The ten basic forms are:
1. Direct lying about matters of fact. (This sometimes includes doubling down on lies already told, or telling a bigger lie after the first one.)
2. Leaving out vital information.
3. Limited hangout. (This is an admission of a crime or a mistake, which only partially reveals the whole truth. The idea is that by admitting a fraction of what really happened and burying the biggest revelations, people will be satisfied and go away, and the story will never be covered again.)
4. Shutting down the truth after publishing it—includes failing to follow up and investigate a story more deeply.
5. Not connecting dots between important pieces of data.
6. Censoring the truth, wherever it is found (or calling it “fake news”).
7. Using biased “experts” to present slanted or false “facts.”
8. Repeating a false story many times—this includes the echo-chamber effect, in which a number of outlets “bounce” the false story among themselves.
9. Claiming a reasonable and true consensus exists, when it doesn’t, when there are many important dissenters, who are shut out from offering their analysis.
10. Employing a panoply of effects (reputation of the media outlet, voice quality of the anchor, acting skills, dry mechanical language, studio lighting, overlay of electronic transmissions, etc.) to create an impression of elevated authority which is beyond challenge.
These are all traditional forms and methods.
Here’s an example of a big story that deployed all ten forms of fake news: the Swine Flu pandemic of 2009.
In the spring of 2009, the World Health Organization (elevated authority whose pronouncements are beyond challenge) announced that Swine Flu was a level-6 pandemic—its highest category of “danger.” In fact, there were only 20 confirmed cases at the time (direct lying about “danger”). And W.H.O. quietly changed the definition of “level-6” so widespread death and damage were no longer required (another aspect of direct lying).
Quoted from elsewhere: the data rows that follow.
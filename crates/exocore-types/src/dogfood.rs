//! `x/dogfood` records: the chain's own validator set and its schedules.

use serde::{Deserialize, Serialize};

use crate::block::Vote;
use crate::numeric::Int;
use crate::serde_num;

/// Module parameters. Singleton, replaced on every update.
#[derive(Debug, Clone, PartialEq, Eq, Serialize, Deserialize)]
pub struct DogfoodParams {
    /// Epochs an operator waits before being unbonded.
    #[serde(deserialize_with = "serde_num::u32_str")]
    pub epochs_until_unbonded: u32,
    /// Epoch identifier driving the module's schedules.
    pub epoch_identifier: String,
    /// Maximum number of validators.
    #[serde(deserialize_with = "serde_num::u32_str")]
    pub max_validators: u32,
    /// Historical entries kept by the chain.
    #[serde(deserialize_with = "serde_num::u32_str")]
    pub historical_entries: u32,
    /// Minimum self delegation of a validator.
    #[serde(default)]
    pub min_self_delegation: Int,
    /// Assets counted toward voting power.
    #[serde(default)]
    pub asset_ids: Vec<String>,
}

/// An operator's scheduled opt-out, keyed by operator.
#[derive(Debug, Clone, PartialEq, Eq, Serialize, Deserialize)]
pub struct OptOutExpiry {
    /// Epoch at which the opt-out completes.
    pub epoch_number: i64,
    /// Operator account address.
    pub operator_addr: String,
    /// Height at which the opt-out was observed complete.
    pub completion_height: Option<i64>,
}

/// A consensus address scheduled for pruning, keyed by address.
#[derive(Debug, Clone, PartialEq, Eq, Serialize, Deserialize)]
pub struct ConsensusAddrToPrune {
    /// Epoch at which the address is pruned.
    pub epoch_number: i64,
    /// Consensus address.
    pub consensus_addr: String,
    /// Height at which pruning was observed complete.
    pub completion_height: Option<i64>,
}

/// An undelegation scheduled to mature at an epoch, keyed by record.
#[derive(Debug, Clone, PartialEq, Eq, Serialize, Deserialize)]
pub struct UndelegationMaturity {
    /// Epoch at which the undelegation matures.
    pub epoch_number: i64,
    /// Undelegation record key.
    pub record_key: String,
    /// Height at which maturity was observed.
    pub completion_height: Option<i64>,
}

/// A validator known to the indexer. Validators are never deleted.
#[derive(Debug, Clone, PartialEq, Eq, Serialize, Deserialize)]
pub struct Validator {
    /// Hex consensus address.
    pub consensus_address: String,
    /// `0x`-prefixed hex consensus public key.
    pub consensus_pubkey: String,
}

/// Voting power of a validator at one height. Append-only.
#[derive(Debug, Clone, PartialEq, Eq, Serialize, Deserialize)]
pub struct ValidatorVotingPower {
    /// Hex consensus address.
    pub consensus_address: String,
    /// Voting power.
    pub voting_power: i64,
    /// Height at which the power applies.
    pub height: i64,
}

/// Duplicate-vote evidence committed at a height.
#[derive(Debug, Clone, PartialEq, Eq, Serialize, Deserialize)]
pub struct DoubleSignEvidence {
    /// Height of the including block.
    pub height: i64,
    /// First vote.
    pub vote_a: Vote,
    /// Conflicting vote.
    pub vote_b: Vote,
}

/// A validator as reported by a chain source.
#[derive(Debug, Clone, PartialEq, Eq, Serialize, Deserialize)]
pub struct SourceValidator {
    /// Hex consensus public key.
    pub public_key: String,
    /// Voting power.
    #[serde(deserialize_with = "serde_num::i64_str")]
    pub power: i64,
}

impl SourceValidator {
    /// Build the validator record and its power at `height`.
    pub fn to_records(
        &self,
        height: i64,
    ) -> Result<(Validator, ValidatorVotingPower), crate::keys::KeyError> {
        let consensus_address = crate::keys::consensus_address(&self.public_key)?;
        Ok((
            Validator {
                consensus_address: consensus_address.clone(),
                consensus_pubkey: crate::keys::normalize_pubkey_hex(&self.public_key),
            },
            ValidatorVotingPower {
                consensus_address,
                voting_power: self.power,
                height,
            },
        ))
    }
}

// =============================================================================
// Genesis
// =============================================================================

/// The `dogfood` section of the genesis app state.
#[derive(Debug, Clone, Deserialize)]
pub struct DogfoodGenesis {
    /// Module parameters.
    pub params: DogfoodParams,
    /// Initial validator set. May be empty.
    #[serde(default)]
    pub val_set: Vec<SourceValidator>,
    /// Scheduled opt-outs grouped by epoch.
    #[serde(default)]
    pub opt_out_expiries: Vec<GenesisEpochOptOuts>,
    /// Scheduled prunings grouped by epoch.
    #[serde(default)]
    pub consensus_addrs_to_prune: Vec<GenesisEpochPrunes>,
    /// Scheduled maturities grouped by epoch.
    #[serde(default)]
    pub undelegation_maturities: Vec<GenesisEpochMaturities>,
    /// Total voting power after the genesis block.
    #[serde(default)]
    pub last_total_power: Int,
}

/// Operators whose opt-out completes at one epoch.
#[derive(Debug, Clone, Deserialize)]
pub struct GenesisEpochOptOuts {
    /// Epoch number.
    #[serde(deserialize_with = "serde_num::i64_str")]
    pub epoch: i64,
    /// Operator account addresses.
    #[serde(default)]
    pub operator_acc_addrs: Vec<String>,
}

/// Consensus addresses pruned at one epoch.
#[derive(Debug, Clone, Deserialize)]
pub struct GenesisEpochPrunes {
    /// Epoch number.
    #[serde(deserialize_with = "serde_num::i64_str")]
    pub epoch: i64,
    /// Consensus addresses.
    #[serde(default)]
    pub cons_addrs: Vec<String>,
}

/// Undelegation records maturing at one epoch.
#[derive(Debug, Clone, Deserialize)]
pub struct GenesisEpochMaturities {
    /// Epoch number.
    #[serde(deserialize_with = "serde_num::i64_str")]
    pub epoch: i64,
    /// Undelegation record keys.
    #[serde(default)]
    pub undelegation_record_keys: Vec<String>,
}

#[cfg(test)]
#[allow(clippy::unwrap_used, clippy::indexing_slicing)]
mod tests {
    use super::*;

    #[test]
    fn genesis_accepts_string_numbers() {
        let json = r#"{
            "params": {
                "epochs_until_unbonded": "7",
                "epoch_identifier": "hour",
                "max_validators": 100,
                "historical_entries": "10000",
                "min_self_delegation": "100",
                "asset_ids": ["0xdeaddeaddeaddeaddeaddeaddeaddeaddeaddead_0x0"]
            },
            "val_set": [{"public_key": "0x1111111111111111111111111111111111111111111111111111111111111111", "power": "5"}],
            "opt_out_expiries": [{"epoch": "3", "operator_acc_addrs": ["op1", "op2"]}],
            "last_total_power": "5"
        }"#;
        let genesis: DogfoodGenesis = serde_json::from_str(json).unwrap();
        assert_eq!(genesis.params.epochs_until_unbonded, 7);
        assert_eq!(genesis.params.max_validators, 100);
        assert_eq!(genesis.val_set.len(), 1);
        assert_eq!(genesis.opt_out_expiries[0].operator_acc_addrs.len(), 2);
        assert!(genesis.consensus_addrs_to_prune.is_empty());

        let (validator, power) = genesis.val_set[0].to_records(1).unwrap();
        assert_eq!(validator.consensus_address, power.consensus_address);
        assert_eq!(power.voting_power, 5);
    }
}
//! `x/epochs` records.

use chrono::{DateTime, Utc};
use serde::{Deserialize, Serialize};

use crate::serde_num;

/// Definition and current state of one epoch.
///
/// The definition (`start_time`, `duration`) is written once; the state
/// columns only move forward in `current_epoch`.
#[derive(Debug, Clone, PartialEq, Eq, Serialize, Deserialize)]
pub struct EpochInfo {
    /// Epoch identifier, e.g. `hour`.
    pub identifier: String,
    /// When epoch counting was scheduled to start.
    pub start_time: DateTime<Utc>,
    /// Epoch length as rendered by the chain, e.g. `3600s`.
    pub duration: String,
    /// Current epoch number.
    #[serde(deserialize_with = "serde_num::i64_str")]
    pub current_epoch: i64,
    /// Start time of the current epoch.
    pub current_epoch_start_time: DateTime<Utc>,
    /// Whether counting has started.
    #[serde(default)]
    pub epoch_counting_started: bool,
    /// Height at which the current epoch started.
    #[serde(deserialize_with = "serde_num::i64_str")]
    pub current_epoch_start_height: i64,
}

/// The `epochs` section of the genesis app state.
#[derive(Debug, Clone, Default, Deserialize)]
pub struct EpochsGenesis {
    /// Epoch definitions with their initial state.
    #[serde(default)]
    pub epochs: Vec<EpochInfo>,
}

#[cfg(test)]
#[allow(clippy::unwrap_used, clippy::indexing_slicing)]
mod tests {
    use super::*;

    #[test]
    fn decodes_chain_json() {
        let json = r#"{"epochs":[{
            "identifier": "day",
            "start_time": "2024-01-01T00:00:00Z",
            "duration": "86400s",
            "current_epoch": "4",
            "current_epoch_start_time": "2024-01-04T00:00:00Z",
            "epoch_counting_started": true,
            "current_epoch_start_height": "1200"
        }]}"#;
        let genesis: EpochsGenesis = serde_json::from_str(json).unwrap();
        assert_eq!(genesis.epochs[0].current_epoch, 4);
        assert_eq!(genesis.epochs[0].current_epoch_start_height, 1200);
        assert_eq!(genesis.epochs[0].duration, "86400s");
    }
}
The story was, of course, picked up by major media outlets all over the world (echo chamber effect, fake consensus, never connected dots re W.H.O. lies), and quite soon, Swine Flu case numbers rose into the thousands (direct lying, as we’ll soon see).
Medical experts were brought in to bolster the claims of danger (biased experts; important dissenters never given space to comment).
In the early fall of 2009, Sharyl Attkisson, then a star investigative reporter for CBS News, published a story on the CBS News website. She indicated that the CDC had secretly stopped counting the number of Swine Flu cases in America. No other major news outlet reported this fact (omitting vital information).
Attkisson discovered the reason the CDC had stopped counting: the overwhelming number of blood samples taken from the most likely Swine Flu patients were coming back from labs with: no trace of Swine Flu or any other kind of flu.
Therefore, a gigantic hoax was revealed. The pandemic was a dud, a fake.
Despite Attkisson’s efforts, CBS never followed up on her story (shutting down the truth after exposing it). Never probed the lying by the CDC (failure to connect dots). In a sense, CBS turned Attkisson’s story into a limited hangout—a further investigation would have uncovered acres of criminal behavior by both the CDC and the World Health Organization, to say nothing of the governments and media outlets that supported these lying agencies. The mainstream press essentially censored Attkisson’s revelations.
Then, about three weeks after CBS published Attkisson’s story, WebMD published a piece in which the CDC claimed that its own (lying) estimate of 10,000 or so cases of Swine Flu in the US was a gross understatement.
Truly, there were 22 MILLION cases of Swine Flu in the US (doubling-down on lying).
And that was that.
And these mainstream sources are currently shouting and bloviating about independent media spreading fake news.
I guess you could call that number 11: accusing their opponents of committing the crimes they are, in fact, committing.